Effects of Dihydroquercetin on the Intensity of Oxydative Stress in Rat Liver Mitochondria at Hypothermia

Abstract

A decrease in body temperature in homeothermic animals can cause a state of the body called hypothermic. It is accompanied by the development of a number of pathological processes, many of which are associated with mitochondrial dysfunction and the development of oxidative stress. In connection with the widespread introduction of hypothermia into medical practice, the question of the possibility of a regulatory influence on the proxidant-antioxidant status of mitochondria at low body temperatures remains relevant. In recent years, plant polyphenols, in particular dihydroquercetin (DHQ), have gained wide popularity as therapeutic agents with antioxidant and membrane protective effects. In this work, we investigated the effects of DHQ on the intensity of oxidative stress in rat liver mitochondria under moderate hypothermia.
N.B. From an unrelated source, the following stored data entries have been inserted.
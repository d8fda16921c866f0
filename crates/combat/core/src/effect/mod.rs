//! Effect pipeline: every gameplay consequence runs through one registry.
//!
//! An effect is a typed request ([`EffectKind`] + [`EffectParams`]) that the
//! [`EffectPipeline`] validates, fills with category defaults and hands to
//! the function registered for the kind. Handlers reach the damage engine,
//! condition manager and stat engine through [`EffectServices`], which the
//! combat world implements and passes in per call.

mod builtin;
mod pipeline;
mod services;

pub use pipeline::{EffectFn, EffectPipeline};
pub use services::EffectServices;

use std::time::Duration;

use glam::Vec3;
use strum::{Display, EnumIter, EnumString};
use thiserror::Error;

use crate::ability::AbilityId;
use crate::combat::{DamageError, DamageType};
use crate::condition::{ConditionCategory, ConditionData, ConditionError, ConditionId};
use crate::entity::{EntityId, RegistryError};
use crate::error::{CombatError, ErrorSeverity};
use crate::stats::{ModifierId, ModifierSpec, StatError};

/// Every effect the pipeline knows how to execute.
#[derive(Clone, Copy, Debug, PartialEq, Eq, PartialOrd, Ord, Hash, Display, EnumString, EnumIter)]
#[strum(serialize_all = "snake_case")]
#[cfg_attr(feature = "serde", derive(serde::Serialize, serde::Deserialize))]
pub enum EffectKind {
    Damage,
    Heal,
    ApplyCondition,
    RemoveCondition,
    Cleanse,
    ApplyModifier,
    RemoveModifier,
    RestoreResource,
    Knockback,
    Pull,
}

/// Grouping of effect kinds, for introspection.
#[derive(Clone, Copy, Debug, PartialEq, Eq, PartialOrd, Ord, Hash, Display, EnumIter)]
#[strum(serialize_all = "snake_case")]
#[cfg_attr(feature = "serde", derive(serde::Serialize, serde::Deserialize))]
pub enum EffectCategory {
    Damage,
    Healing,
    Condition,
    StatUtility,
    Movement,
}

/// Parameters of one effect execution.
///
/// The base fields apply to every kind; the rest are read only by the kinds
/// that need them and are validated before dispatch.
#[derive(Clone, Debug, Default, PartialEq)]
#[cfg_attr(feature = "serde", derive(serde::Serialize, serde::Deserialize))]
#[cfg_attr(feature = "serde", serde(default))]
pub struct EffectParams {
    pub source: Option<EntityId>,
    pub target: EntityId,
    pub ability: Option<AbilityId>,

    pub amount: Option<f64>,
    pub damage_type: Option<DamageType>,
    pub force_crit: Option<bool>,
    /// Tick damage or healing from a condition. Never critical.
    pub periodic: bool,
    /// Allows the result to round down to zero.
    pub ignorable: bool,

    pub condition: Option<ConditionId>,
    pub stacks: Option<u32>,
    #[cfg_attr(feature = "serde", serde(with = "crate::time::opt_millis"))]
    pub duration: Option<Duration>,
    pub data: Option<ConditionData>,
    pub all_stacks: bool,
    /// Cleanse only this category; `None` cleanses everything.
    pub category: Option<ConditionCategory>,

    pub modifier: Option<ModifierSpec>,
    pub modifier_id: Option<ModifierId>,
    pub modifier_source: Option<String>,

    pub distance: Option<f32>,
    /// Point movement effects push away from or pull toward.
    pub origin: Option<Vec3>,
}

impl EffectParams {
    pub fn new(target: EntityId) -> Self {
        Self {
            target,
            ..Self::default()
        }
    }

    pub fn source(mut self, source: impl Into<Option<EntityId>>) -> Self {
        self.source = source.into();
        self
    }

    pub fn ability(mut self, ability: AbilityId) -> Self {
        self.ability = Some(ability);
        self
    }

    pub fn amount(mut self, amount: f64) -> Self {
        self.amount = Some(amount);
        self
    }

    pub fn damage_type(mut self, damage_type: DamageType) -> Self {
        self.damage_type = Some(damage_type);
        self
    }

    pub fn force_crit(mut self, crit: bool) -> Self {
        self.force_crit = Some(crit);
        self
    }

    pub fn periodic(mut self) -> Self {
        self.periodic = true;
        self
    }

    pub fn ignorable(mut self) -> Self {
        self.ignorable = true;
        self
    }

    pub fn condition(mut self, condition: impl Into<ConditionId>) -> Self {
        self.condition = Some(condition.into());
        self
    }

    pub fn stacks(mut self, stacks: u32) -> Self {
        self.stacks = Some(stacks);
        self
    }

    pub fn duration(mut self, duration: Duration) -> Self {
        self.duration = Some(duration);
        self
    }

    pub fn data(mut self, data: ConditionData) -> Self {
        self.data = Some(data);
        self
    }

    pub fn all_stacks(mut self) -> Self {
        self.all_stacks = true;
        self
    }

    pub fn category(mut self, category: ConditionCategory) -> Self {
        self.category = Some(category);
        self
    }

    pub fn modifier(mut self, spec: ModifierSpec) -> Self {
        self.modifier = Some(spec);
        self
    }

    pub fn modifier_id(mut self, id: ModifierId) -> Self {
        self.modifier_id = Some(id);
        self
    }

    pub fn modifier_source(mut self, source: impl Into<String>) -> Self {
        self.modifier_source = Some(source.into());
        self
    }

    pub fn distance(mut self, distance: f32) -> Self {
        self.distance = Some(distance);
        self
    }

    pub fn origin(mut self, origin: Vec3) -> Self {
        self.origin = Some(origin);
        self
    }
}

/// What an executed effect did.
#[derive(Clone, Debug, PartialEq)]
#[cfg_attr(feature = "serde", derive(serde::Serialize, serde::Deserialize))]
pub enum EffectOutcome {
    Damage {
        amount: f64,
        absorbed: f64,
        critical: bool,
        killing_blow: bool,
    },
    Heal {
        amount: f64,
        overheal: f64,
        critical: bool,
    },
    ConditionApplied {
        condition: ConditionId,
        stacks: u32,
        transformed_into: Option<ConditionId>,
    },
    ConditionRemoved {
        condition: ConditionId,
        remaining_stacks: u32,
    },
    Cleansed {
        removed: Vec<ConditionId>,
    },
    ModifierApplied(ModifierId),
    ModifiersRemoved(Vec<ModifierId>),
    ResourceRestored {
        amount: f64,
    },
    Displaced {
        from: Vec3,
        to: Vec3,
    },
}

/// Effect validation and execution errors.
#[derive(Clone, Debug, PartialEq, Error)]
pub enum EffectError {
    #[error("no handler registered for effect {0}")]
    UnknownKind(EffectKind),

    #[error("effect {0} is already registered")]
    DuplicateKind(EffectKind),

    #[error("effect {kind} requires {field}")]
    MissingField { kind: EffectKind, field: &'static str },

    #[error("effect {kind} requires {field} > 0")]
    NonPositive { kind: EffectKind, field: &'static str },

    #[error("target {0} is not alive")]
    TargetNotAlive(EntityId),

    #[error(transparent)]
    Damage(#[from] DamageError),

    #[error(transparent)]
    Condition(#[from] ConditionError),

    #[error(transparent)]
    Stat(#[from] StatError),

    #[error(transparent)]
    Registry(#[from] RegistryError),
}

impl CombatError for EffectError {
    fn severity(&self) -> ErrorSeverity {
        match self {
            Self::DuplicateKind(_) => ErrorSeverity::Internal,
            Self::Damage(e) => e.severity(),
            Self::Condition(e) => e.severity(),
            Self::Stat(e) => e.severity(),
            Self::Registry(e) => e.severity(),
            _ => ErrorSeverity::Validation,
        }
    }

    fn error_code(&self) -> &'static str {
        match self {
            Self::UnknownKind(_) => "EFFECT_UNKNOWN_KIND",
            Self::DuplicateKind(_) => "EFFECT_DUPLICATE_KIND",
            Self::MissingField { .. } => "EFFECT_MISSING_FIELD",
            Self::NonPositive { .. } => "EFFECT_NON_POSITIVE",
            Self::TargetNotAlive(_) => "EFFECT_TARGET_NOT_ALIVE",
            Self::Damage(e) => e.error_code(),
            Self::Condition(e) => e.error_code(),
            Self::Stat(e) => e.error_code(),
            Self::Registry(e) => e.error_code(),
        }
    }
}

/// Checks kind-specific required fields and fills category defaults.
pub fn prepare(kind: EffectKind, mut params: EffectParams) -> Result<EffectParams, EffectError> {
    fn positive(kind: EffectKind, field: &'static str, value: Option<f64>) -> Result<(), EffectError> {
        match value {
            None => Err(EffectError::MissingField { kind, field }),
            Some(v) if v <= 0.0 || v.is_nan() => Err(EffectError::NonPositive { kind, field }),
            Some(_) => Ok(()),
        }
    }

    match kind {
        EffectKind::Damage => {
            positive(kind, "amount", params.amount)?;
            params.damage_type.get_or_insert(DamageType::Physical);
        }
        EffectKind::Heal | EffectKind::RestoreResource => {
            positive(kind, "amount", params.amount)?;
        }
        EffectKind::ApplyCondition => {
            if params.condition.is_none() {
                return Err(EffectError::MissingField { kind, field: "condition" });
            }
            if params.stacks.is_none_or(|s| s == 0) {
                params.stacks = Some(1);
            }
        }
        EffectKind::RemoveCondition => {
            if params.condition.is_none() {
                return Err(EffectError::MissingField { kind, field: "condition" });
            }
        }
        EffectKind::Cleanse => {}
        EffectKind::ApplyModifier => {
            if params.modifier.is_none() {
                return Err(EffectError::MissingField { kind, field: "modifier" });
            }
        }
        EffectKind::RemoveModifier => {
            if params.modifier_id.is_none() && params.modifier_source.is_none() {
                return Err(EffectError::MissingField {
                    kind,
                    field: "modifier_id or modifier_source",
                });
            }
        }
        EffectKind::Knockback | EffectKind::Pull => {
            positive(kind, "distance", params.distance.map(f64::from))?;
        }
    }
    Ok(params)
}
It was found that a course (5 days) oral administration of DHQ at a dose of 100 mg/kg significantly reduces the levels of lipid peroxidation (LPO) and oxidative modification of proteins (OMP) products in the liver mitochondria of control rats, increasing the content of non-enzymatic components of the thiol-disulfide antioxidant system’s. DHQ effectively protects liver mitochondria from the development of oxidative stress during hypothermia, as evidenced by a significant decrease (and in some cases, complete normalization) in the levels of diene conjugates, MDA, Schiff bases and carbonyl groups in a group of animals subjected to hypothermia with prior administration of this polyphenol. At the same time, DHQ significantly increases the levels of glutathione and vitamin E, and also normalizes the content of thiol groups in mitochondrial proteins. In vitro, DHQ exhibits a dose-dependent antioxidant effect, suppressing OMB in mitochondria incubated in Fenton’s medium (IC₅₀ = 0.160 mg/mL).